材料となる醤油や砂糖はAwazonで揃えたとしても、これだけ大きいと水分も豊富なので、失敗する可能性が高い。
もし甘露煮に挑戦するなら、最初は小さい個体で試したいのだ。
「そんな訳で、キミはシンプルに焼きか煮付けにして食べさせてもらうよ」
折角ここまで足を運んだのだから、今日はもう少し食料を調達しておきたい。
釣った魚は放置しておくと短時間で痛んでしまう為、ホームに帰る時まで生かしておいた方が良い。
スマホからAwazonで購入したのはスカリ。
簡単に言えば網状のカゴで、生きたまま魚を入れておける釣り道具の一種だ。
「ここにマブナフナを入れて川の中に浸けておけば窒息して死ぬ事はない。よし、これで釣りを再開できるぞ」
その後も最高の釣り場を独占し続けるという、東京では考えられない贅沢な時間を過ごし、順調に釣果を重ねていく。
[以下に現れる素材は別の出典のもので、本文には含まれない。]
//! MarketTape — ordered, immutable observation sequence for one instrument.

use super::observation::MarketObservation;
use chrono::{DateTime, Utc};
use serde::{Deserialize, Serialize};
use thiserror::Error;

/// Errors detected while constructing a tape.
#[derive(Debug, Error)]
pub enum TapeError {
    #[error("observation {index} is out of order: {timestamp} precedes {previous}")]
    OutOfOrder {
        index: usize,
        timestamp: DateTime<Utc>,
        previous: DateTime<Utc>,
    },
}

/// A fully materialized, read-only market history for a single instrument.
///
/// Timestamps are non-decreasing — enforced at construction, relied on by
/// the binary search in [`resolve_at`](MarketTape::resolve_at). The engine
/// and execution model only ever borrow the tape; nothing mutates it after
/// construction.
#[derive(Debug, Clone, PartialEq, Serialize, Deserialize)]
pub struct MarketTape {
    symbol: String,
    observations: Vec<MarketObservation>,
}

impl MarketTape {
    /// Build a tape, rejecting out-of-order timestamps. An empty tape is
    /// valid and replays to an empty trace.
    pub fn new(
        symbol: impl Into<String>,
        observations: Vec<MarketObservation>,
    ) -> Result<Self, TapeError> {
        for (index, pair) in observations.windows(2).enumerate() {
            if pair[1].timestamp < pair[0].timestamp {
                return Err(TapeError::OutOfOrder {
                    index: index + 1,
                    timestamp: pair[1].timestamp,
                    previous: pair[0].timestamp,
                });
            }
        }
        Ok(Self {
            symbol: symbol.into(),
            observations,
        })
    }

    pub fn symbol(&self) -> &str {
        &self.symbol
    }

    pub fn len(&self) -> usize {
        self.observations.len()
    }

    pub fn is_empty(&self) -> bool {
        self.observations.is_empty()
    }

    pub fn get(&self, index: usize) -> Option<&MarketObservation> {
        self.observations.get(index)
    }

    pub fn observations(&self) -> &[MarketObservation] {
        &self.observations
    }

    pub fn first(&self) -> Option<&MarketObservation> {
        self.observations.first()
    }

    pub fn last(&self) -> Option<&MarketObservation> {
        self.observations.last()
    }

    /// The earliest observation with `timestamp >= target`, or `None` when
    /// the target lies beyond the end of the tape.
    ///
    /// Among observations sharing a timestamp, the earliest one wins.
    pub fn resolve_at(&self, target: DateTime<Utc>) -> Option<(usize, &MarketObservation)> {
        let index = self
            .observations
            .partition_point(|obs| obs.timestamp < target);
        self.observations.get(index).map(|obs| (index, obs))
    }
}

#[cfg(test)]
mod tests {
    use super::*;
    use chrono::{TimeDelta, TimeZone};

    fn obs_at(secs: i64, price: f64) -> MarketObservation {
        MarketObservation {
            timestamp: Utc.with_ymd_and_hms(2024, 1, 2, 10, 0, 0).unwrap()
                + TimeDelta::seconds(secs),
            bid: price - 0.05,
            ask: price + 0.05,
            bid_size: 100,
            ask_size: 100,
            last_price: price,
            last_size: 10,
        }
    }

    #[test]
    fn accepts_non_decreasing_timestamps() {
        let tape =
            MarketTape::new("TST", vec![obs_at(0, 100.0), obs_at(0, 100.5), obs_at(1, 101.0)]);
        assert!(tape.is_ok());
        assert_eq!(tape.unwrap().len(), 3);
    }

    #[test]
    fn rejects_out_of_order_timestamps() {
        let err = MarketTape::new("TST", vec![obs_at(5, 100.0), obs_at(3, 101.0)]).unwrap_err();
        assert!(matches!(err, TapeError::OutOfOrder { index: 1, .. }));
    }

    #[test]
    fn empty_tape_is_valid() {
        let tape = MarketTape::new("TST", vec![]).unwrap();
        assert!(tape.is_empty());
        assert!(tape.first().is_none());
    }

    #[test]
    fn resolve_at_finds_next_observation() {
        let tape =
            MarketTape::new("TST", vec![obs_at(0, 100.0), obs_at(2, 101.0), obs_at(4, 99.0)])
                .unwrap();
        let target = obs_at(1, 0.0).timestamp;
        let (index, obs) = tape.resolve_at(target).unwrap();
        assert_eq!(index, 1);
        assert_eq!(obs.last_price, 101.0);
    }

    #[test]
    fn resolve_at_exact_timestamp_hits_it() {
        let tape = MarketTape::new("TST", vec![obs_at(0, 100.0), obs_at(2, 101.0)]).unwrap();
        let (index, _) = tape.resolve_at(obs_at(2, 0.0).timestamp).unwrap();
        assert_eq!(index, 1);
    }

    #[test]
    fn resolve_at_tie_earliest_wins() {
        let tape =
            MarketTape::new("TST", vec![obs_at(0, 100.0), obs_at(2, 101.0), obs_at(2, 102.0)])
                .unwrap();
        let (index, obs) = tape.resolve_at(obs_at(2, 0.0).timestamp).unwrap();
        assert_eq!(index, 1);
        assert_eq!(obs.last_price, 101.0);
    }

    #[test]
    fn resolve_at_past_end_is_none() {
        let tape = MarketTape::new("TST", vec![obs_at(0, 100.0)]).unwrap();
        assert!(tape.resolve_at(obs_at(1, 0.0).timestamp).is_none());
    }
}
いつしか時が経つのも忘れた頃、スカリは様々な魚種で一杯に溢れていた。
「ちと調子に乗って釣り過ぎたかな。
うわ、重っったッ!」
余りにも至福だったせいか、徒歩で片道1時間という事実すら忘れて没頭してしまった。
釣った魚はどれも20~40cmのサイズで、全て食料として活用できれば当分は安心して暮らせる量だ。
「お陰で持ち運びが…こ、これは幸せの重さ!
絶対持ち帰って美味しく調理してやるからな!」
納竿時にAwazonで折り畳みバケツ2個を追加購入し、水を張ってから満杯のスカリを放り込むと、若干引く程の重量となってしまったが仕方ない。
俺は気合いを入れてバケツを持ち上げ、幼い狼が待つホームへ向けて帰宅を急ぐが、如何せん重過ぎる!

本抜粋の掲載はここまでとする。